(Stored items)
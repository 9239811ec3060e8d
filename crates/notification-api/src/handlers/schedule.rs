//! 定时任务 API

use std::time::Duration;

use axum::{
    Json,
    extract::{Path, State},
    http::StatusCode,
};

use notification_worker::{JobPayload, JobSummary, NotificationRequest, TriggerSpec};

use super::{parse_category, parse_format, parse_recipients};
use crate::dto::{ApiResponse, ScheduleRequest, TriggerRequest, UnscheduleResponse};
use crate::error::{ApiError, Result};
use crate::state::AppState;

impl From<TriggerRequest> for TriggerSpec {
    fn from(trigger: TriggerRequest) -> Self {
        match trigger {
            TriggerRequest::Cron { expression } => Self::Cron(expression),
            TriggerRequest::Interval { seconds } => Self::Interval(Duration::from_secs(seconds)),
            TriggerRequest::Once { at } => Self::OneShot(at),
        }
    }
}

/// 创建定时任务
///
/// POST /api/v1/schedule
pub async fn create_job(
    State(state): State<AppState>,
    Json(req): Json<ScheduleRequest>,
) -> Result<(StatusCode, Json<ApiResponse<JobSummary>>)> {
    validator::Validate::validate(&req)?;

    let explicit = parse_recipients(req.chat_ids.iter().flatten().map(String::as_str))?;
    let category = parse_category(req.category.as_deref())?;
    let format = parse_format(req.parse_mode.as_deref(), state.settings.default_format)?;

    let recipients = if explicit.is_empty() && category.is_none() {
        state.settings.default_chat_ids.clone()
    } else {
        explicit
    };
    if recipients.is_empty() && category.is_none() {
        return Err(ApiError::Validation(
            "未指定接收方且未配置默认接收方".to_string(),
        ));
    }

    let request = NotificationRequest::builder(req.message)
        .format(format)
        .recipients(recipients)
        .maybe_category(category)
        .build()?;

    let summary = state.scheduler.schedule(
        req.job_id,
        JobPayload::notification(request),
        req.trigger.into(),
    )?;
    Ok((
        StatusCode::CREATED,
        Json(ApiResponse::success_with_message(summary, "定时任务已创建")),
    ))
}

/// GET /api/v1/schedule
pub async fn list_jobs(State(state): State<AppState>) -> Json<ApiResponse<Vec<JobSummary>>> {
    Json(ApiResponse::success(state.scheduler.list_jobs()))
}

/// 取消定时任务，幂等
///
/// DELETE /api/v1/schedule/{job_id}
pub async fn delete_job(
    State(state): State<AppState>,
    Path(job_id): Path<String>,
) -> Json<ApiResponse<UnscheduleResponse>> {
    let removed = state.scheduler.unschedule(&job_id);
    Json(ApiResponse::success(UnscheduleResponse { job_id, removed }))
}

/// POST /api/v1/schedule/{job_id}/pause
pub async fn pause_job(
    State(state): State<AppState>,
    Path(job_id): Path<String>,
) -> Result<Json<ApiResponse<JobSummary>>> {
    Ok(Json(ApiResponse::success(state.scheduler.pause(&job_id)?)))
}

/// POST /api/v1/schedule/{job_id}/resume
pub async fn resume_job(
    State(state): State<AppState>,
    Path(job_id): Path<String>,
) -> Result<Json<ApiResponse<JobSummary>>> {
    Ok(Json(ApiResponse::success(state.scheduler.resume(&job_id)?)))
}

*WORK ITEM:*
Copy out the entries. Change nothing.

*THE COMPLETED TASK:*
repository 9239811ec3060e8d
filename crates/notification-api/src/handlers/schedule.rs
//! 定时任务 API

use std::time::Duration;

use axum::{
    Json,
    extract::{Path, State},
    http::StatusCode,
};

use notification_worker::{JobPayload, JobSummary, NotificationRequest, TriggerSpec};

use super::{parse_category, parse_format, parse_recipients};
use crate::dto::{ApiResponse, ScheduleRequest, TriggerRequest, UnscheduleResponse};
use crate::error::{ApiError, Result};
use crate::state::AppState;

impl From<TriggerRequest> for TriggerSpec {
    fn from(trigger: TriggerRequest) -> Self {
        match trigger {
            TriggerRequest::Cron { expression } => Self::Cron(expression),
            TriggerRequest::Interval { seconds } => Self::Interval(Duration::from_secs(seconds)),
            TriggerRequest::Once { at } => Self::OneShot(at),
        }
    }
}

/// 创建定时任务
///
/// POST /api/v1/schedule
pub async fn create_job(
    State(state): State<AppState>,
    Json(req): Json<ScheduleRequest>,
) -> Result<(StatusCode, Json<ApiResponse<JobSummary>>)> {
    validator::Validate::validate(&req)?;

    let explicit = parse_recipients(req.chat_ids.iter().flatten().map(String::as_str))?;
    let category = parse_category(req.category.as_deref())?;
    let format = parse_format(req.parse_mode.as_deref(), state.settings.default_format)?;

    let recipients = if explicit.is_empty() && category.is_none() {
        state.settings.default_chat_ids.clone()
    } else {
        explicit
    };
    if recipients.is_empty() && category.is_none() {
        return Err(ApiError::Validation(
            "未指定接收方且未配置默认接收方".to_string(),
        ));
    }

    let request = NotificationRequest::builder(req.message)
        .format(format)
        .recipients(recipients)
        .maybe_category(category)
        .build()?;

    let summary = state.scheduler.schedule(
        req.job_id,
        JobPayload::notification(request),
        req.trigger.into(),
    )?;
    Ok((
        StatusCode::CREATED,
        Json(ApiResponse::success_with_message(summary, "定时任务已创建")),
    ))
}

/// GET /api/v1/schedule
pub async fn list_jobs(State(state): State<AppState>) -> Json<ApiResponse<Vec<JobSummary>>> {
    Json(ApiResponse::success(state.scheduler.list_jobs()))
}

/// 取消定时任务，幂等
///
/// DELETE /api/v1/schedule/{job_id}
pub async fn delete_job(
    State(state): State<AppState>,
    Path(job_id): Path<String>,
) -> Json<ApiResponse<UnscheduleResponse>> {
    let removed = state.scheduler.unschedule(&job_id);
    Json(ApiResponse::success(UnscheduleResponse { job_id, removed }))
}

/// POST /api/v1/schedule/{job_id}/pause
pub async fn pause_job(
    State(state): State<AppState>,
    Path(job_id): Path<String>,
) -> Result<Json<ApiResponse<JobSummary>>> {
    Ok(Json(ApiResponse::success(state.scheduler.pause(&job_id)?)))
}

/// POST /api/v1/schedule/{job_id}/resume
pub async fn resume_job(
    State(state): State<AppState>,
    Path(job_id): Path<String>,
) -> Result<Json<ApiResponse<JobSummary>>> {
    Ok(Json(ApiResponse::success(state.scheduler.resume(&job_id)?)))
}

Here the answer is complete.